PROBLEM DETAILS: Print the data once more, exactly as supplied.

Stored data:

------------------------------

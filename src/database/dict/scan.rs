//! The reversed-bit scan cursor (§4.4): a stateless, `u64`-wide traversal
//! token that visits every logical slot exactly once even if a rehash
//! completes mid-scan, without requiring the caller to hold any lock or
//! iterator object between steps.

use std::hash::{BuildHasher, Hash};

use super::{dict::Dict, node::DictNode};

/// Opaque scan progress. `ScanCursor::START` begins a traversal; `scan()`
/// returns the next cursor to pass back in, and the traversal is complete
/// once it returns a cursor equal to `ScanCursor::START` again.
#[derive(Debug, Clone, Copy, PartialEq, Eq, Default)]
pub struct ScanCursor(pub u64);

impl ScanCursor {
    pub const START: ScanCursor = ScanCursor(0);

    #[inline]
    pub fn is_start(&self) -> bool {
        self.0 == 0
    }
}

/// `v |= !mask; v = rev(v); v += 1; v = rev(v)` — the classic reversed-bit
/// increment, fixed at 64 bits per §9's portability note regardless of the
/// host's native word width.
fn advance(
    v: u64,
    mask: u64,
) -> u64 {
    let v = v | !mask;
    let v = v.reverse_bits();
    let v = v.wrapping_add(1);
    v.reverse_bits()
}

impl<K, V, S> Dict<K, V, S>
where
    K: Hash + Eq,
    S: BuildHasher,
{
    /// Performs one step of a full, rehash-tolerant traversal starting from
    /// `cursor`. `visit` is called for every live entry in the buckets this
    /// step reports; `bucket_fn`, if given, is called once per bucket
    /// (before `visit` walks its chain) so a caller can rewrite the bucket
    /// atomically — e.g. an active-expiration sweep filtering a chain in
    /// place.
    pub fn scan(
        &mut self,
        cursor: ScanCursor,
        visit: &mut dyn FnMut(&K, &V),
        mut bucket_fn: Option<&mut dyn FnMut(&mut Option<Box<DictNode<K, V>>>)>,
    ) -> ScanCursor {
        if self.is_empty() {
            return ScanCursor::START;
        }

        let v = cursor.0;

        if !self.is_rehashing() {
            let mask = self.table(0).size_mask as u64;
            let idx = (v & mask) as usize;
            Self::emit_bucket(
                self.table_mut(0),
                idx,
                visit,
                bucket_fn.as_mut().map(|f| &mut **f),
            );
            return ScanCursor(advance(v, mask));
        }

        let (small, large) = if self.table(0).size() <= self.table(1).size() {
            (0, 1)
        } else {
            (1, 0)
        };

        let m0 = self.table(small).size_mask as u64;
        let m1 = self.table(large).size_mask as u64;

        let idx0 = (v & m0) as usize;
        Self::emit_bucket(self.table_mut(small), idx0, visit, bucket_fn.as_deref_mut());

        let mut vv = v;
        loop {
            let idx1 = (vv & m1) as usize;
            Self::emit_bucket(self.table_mut(large), idx1, visit, bucket_fn.as_deref_mut());
            vv = advance(vv, m1);
            if vv & (m0 ^ m1) == 0 {
                break;
            }
        }

        ScanCursor(vv)
    }

    fn emit_bucket(
        table: &mut super::table::Table<K, V>,
        idx: usize,
        visit: &mut dyn FnMut(&K, &V),
        bucket_fn: Option<&mut dyn FnMut(&mut Option<Box<DictNode<K, V>>>)>,
    ) {
        if let Some(bf) = bucket_fn {
            bf(table.bucket_slot_mut(idx));
        }

        let mut cur = table.bucket(idx);
        while let Some(node) = cur {
            visit(&node.key, &node.val);
            cur = node.next.as_deref();
        }
    }
}
pub mod html;
pub mod markdown;

use crate::editing::{Document, EditError, Placeholders};
use relative_path::RelativePath;
use std::fs;
use std::path::{Path, PathBuf};

pub use html::to_html;
pub use markdown::parse_lesson;

#[derive(Debug, thiserror::Error)]
pub enum IoError {
    #[error("File not found: {0}")]
    NotFound(PathBuf),
    #[error("IO error: {0}")]
    Io(#[from] std::io::Error),
    #[error("Invalid lessons directory: {0}")]
    InvalidLessonsDir(String),
    #[error("Could not import lesson: {0}")]
    Import(#[from] EditError),
}

/// Read a file below the lessons root
pub fn read_file(relative_path: &RelativePath, lessons_root: &Path) -> Result<String, IoError> {
    let absolute_path = relative_path.to_path(lessons_root);
    if !absolute_path.exists() {
        return Err(IoError::NotFound(absolute_path));
    }
    fs::read_to_string(&absolute_path).map_err(IoError::Io)
}

/// Write a file below the lessons root, creating parent directories
pub fn write_file(
    relative_path: &RelativePath,
    lessons_root: &Path,
    content: &str,
) -> Result<(), IoError> {
    let absolute_path = relative_path.to_path(lessons_root);

    if let Some(parent) = absolute_path.parent() {
        fs::create_dir_all(parent).map_err(IoError::Io)?;
    }

    fs::write(&absolute_path, content).map_err(IoError::Io)
}

/// Load a Markdown lesson into a document
pub fn read_lesson(
    relative_path: &RelativePath,
    lessons_root: &Path,
    placeholders: &Placeholders,
) -> Result<Document, IoError> {
    let markdown = read_file(relative_path, lessons_root)?;
    Ok(parse_lesson(&markdown, placeholders)?)
}

/// Serialize a document to HTML and write it below the lessons root
pub fn write_html(
    relative_path: &RelativePath,
    lessons_root: &Path,
    doc: &Document,
) -> Result<(), IoError> {
    write_file(relative_path, lessons_root, &to_html(doc))
}

/// All Markdown lessons below the root, sorted
pub fn scan_lessons(lessons_root: &Path) -> Result<Vec<PathBuf>, IoError> {
    if !lessons_root.exists() {
        return Err(IoError::InvalidLessonsDir(
            "lessons directory not found".to_string(),
        ));
    }

    let mut files = Vec::new();
    scan_directory_recursive(lessons_root, &mut files)?;
    files.sort();
    Ok(files)
}

fn scan_directory_recursive(dir: &Path, files: &mut Vec<PathBuf>) -> Result<(), IoError> {
    let entries = fs::read_dir(dir).map_err(IoError::Io)?;

    for entry in entries {
        let entry = entry.map_err(IoError::Io)?;
        let path = entry.path();

        if path.is_dir() {
            scan_directory_recursive(&path, files)?;
        } else if let Some(ext) = path.extension()
            && ext == "md"
        {
            files.push(path);
        }
    }

    Ok(())
}

pub fn validate_lessons_dir(path: &Path) -> Result<(), IoError> {
    if !path.exists() || !path.is_dir() {
        return Err(IoError::InvalidLessonsDir(
            "Directory does not exist".to_string(),
        ));
    }

    Ok(())
}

------------------------------

RESULT:
filename src/database/dict/scan.rs
//! The reversed-bit scan cursor (§4.4): a stateless, `u64`-wide traversal
//! token that visits every logical slot exactly once even if a rehash
//! completes mid-scan, without requiring the caller to hold any lock or
//! iterator object between steps.

use std::hash::{BuildHasher, Hash};

use super::{dict::Dict, node::DictNode};

/// Opaque scan progress. `ScanCursor::START` begins a traversal; `scan()`
/// returns the next cursor to pass back in, and the traversal is complete
/// once it returns a cursor equal to `ScanCursor::START` again.
#[derive(Debug, Clone, Copy, PartialEq, Eq, Default)]
pub struct ScanCursor(pub u64);

impl ScanCursor {
    pub const START: ScanCursor = ScanCursor(0);

    #[inline]
    pub fn is_start(&self) -> bool {
        self.0 == 0
    }
}

/// `v |= !mask; v = rev(v); v += 1; v = rev(v)` — the classic reversed-bit
/// increment, fixed at 64 bits per §9's portability note regardless of the
/// host's native word width.
fn advance(
    v: u64,
    mask: u64,
) -> u64 {
    let v = v | !mask;
    let v = v.reverse_bits();
    let v = v.wrapping_add(1);
    v.reverse_bits()
}

impl<K, V, S> Dict<K, V, S>
where
    K: Hash + Eq,
    S: BuildHasher,
{
    /// Performs one step of a full, rehash-tolerant traversal starting from
    /// `cursor`. `visit` is called for every live entry in the buckets this
    /// step reports; `bucket_fn`, if given, is called once per bucket
    /// (before `visit` walks its chain) so a caller can rewrite the bucket
    /// atomically — e.g. an active-expiration sweep filtering a chain in
    /// place.
    pub fn scan(
        &mut self,
        cursor: ScanCursor,
        visit: &mut dyn FnMut(&K, &V),
        mut bucket_fn: Option<&mut dyn FnMut(&mut Option<Box<DictNode<K, V>>>)>,
    ) -> ScanCursor {
        if self.is_empty() {
            return ScanCursor::START;
        }

        let v = cursor.0;

        if !self.is_rehashing() {
            let mask = self.table(0).size_mask as u64;
            let idx = (v & mask) as usize;
            Self::emit_bucket(
                self.table_mut(0),
                idx,
                visit,
                bucket_fn.as_mut().map(|f| &mut **f),
            );
            return ScanCursor(advance(v, mask));
        }

        let (small, large) = if self.table(0).size() <= self.table(1).size() {
            (0, 1)
        } else {
            (1, 0)
        };

        let m0 = self.table(small).size_mask as u64;
        let m1 = self.table(large).size_mask as u64;

        let idx0 = (v & m0) as usize;
        Self::emit_bucket(self.table_mut(small), idx0, visit, bucket_fn.as_deref_mut());

        let mut vv = v;
        loop {
            let idx1 = (vv & m1) as usize;
            Self::emit_bucket(self.table_mut(large), idx1, visit, bucket_fn.as_deref_mut());
            vv = advance(vv, m1);
            if vv & (m0 ^ m1) == 0 {
                break;
            }
        }

        ScanCursor(vv)
    }

    fn emit_bucket(
        table: &mut super::table::Table<K, V>,
        idx: usize,
        visit: &mut dyn FnMut(&K, &V),
        bucket_fn: Option<&mut dyn FnMut(&mut Option<Box<DictNode<K, V>>>)>,
    ) {
        if let Some(bf) = bucket_fn {
            bf(table.bucket_slot_mut(idx));
        }

        let mut cur = table.bucket(idx);
        while let Some(node) = cur {
            visit(&node.key, &node.val);
            cur = node.next.as_deref();
        }
    }
}
pub mod html;
pub mod markdown;

use crate::editing::{Document, EditError, Placeholders};
use relative_path::RelativePath;
use std::fs;
use std::path::{Path, PathBuf};

pub use html::to_html;
pub use markdown::parse_lesson;

#[derive(Debug, thiserror::Error)]
pub enum IoError {
    #[error("File not found: {0}")]
    NotFound(PathBuf),
    #[error("IO error: {0}")]
    Io(#[from] std::io::Error),
    #[error("Invalid lessons directory: {0}")]
    InvalidLessonsDir(String),
    #[error("Could not import lesson: {0}")]
    Import(#[from] EditError),
}

/// Read a file below the lessons root
pub fn read_file(relative_path: &RelativePath, lessons_root: &Path) -> Result<String, IoError> {
    let absolute_path = relative_path.to_path(lessons_root);
    if !absolute_path.exists() {
        return Err(IoError::NotFound(absolute_path));
    }
    fs::read_to_string(&absolute_path).map_err(IoError::Io)
}

/// Write a file below the lessons root, creating parent directories
pub fn write_file(
    relative_path: &RelativePath,
    lessons_root: &Path,
    content: &str,
) -> Result<(), IoError> {
    let absolute_path = relative_path.to_path(lessons_root);

    if let Some(parent) = absolute_path.parent() {
        fs::create_dir_all(parent).map_err(IoError::Io)?;
    }

    fs::write(&absolute_path, content).map_err(IoError::Io)
}

/// Load a Markdown lesson into a document
pub fn read_lesson(
    relative_path: &RelativePath,
    lessons_root: &Path,
    placeholders: &Placeholders,
) -> Result<Document, IoError> {
    let markdown = read_file(relative_path, lessons_root)?;
    Ok(parse_lesson(&markdown, placeholders)?)
}

/// Serialize a document to HTML and write it below the lessons root
pub fn write_html(
    relative_path: &RelativePath,
    lessons_root: &Path,
    doc: &Document,
) -> Result<(), IoError> {
    write_file(relative_path, lessons_root, &to_html(doc))
}

/// All Markdown lessons below the root, sorted
pub fn scan_lessons(lessons_root: &Path) -> Result<Vec<PathBuf>, IoError> {
    if !lessons_root.exists() {
        return Err(IoError::InvalidLessonsDir(
            "lessons directory not found".to_string(),
        ));
    }

    let mut files = Vec::new();
    scan_directory_recursive(lessons_root, &mut files)?;
    files.sort();
    Ok(files)
}

fn scan_directory_recursive(dir: &Path, files: &mut Vec<PathBuf>) -> Result<(), IoError> {
    let entries = fs::read_dir(dir).map_err(IoError::Io)?;

    for entry in entries {
        let entry = entry.map_err(IoError::Io)?;
        let path = entry.path();

        if path.is_dir() {
            scan_directory_recursive(&path, files)?;
        } else if let Some(ext) = path.extension()
            && ext == "md"
        {
            files.push(path);
        }
    }

    Ok(())
}

pub fn validate_lessons_dir(path: &Path) -> Result<(), IoError> {
    if !path.exists() || !path.is_dir() {
        return Err(IoError::InvalidLessonsDir(
            "Directory does not exist".to_string(),
        ));
    }

    Ok(())
}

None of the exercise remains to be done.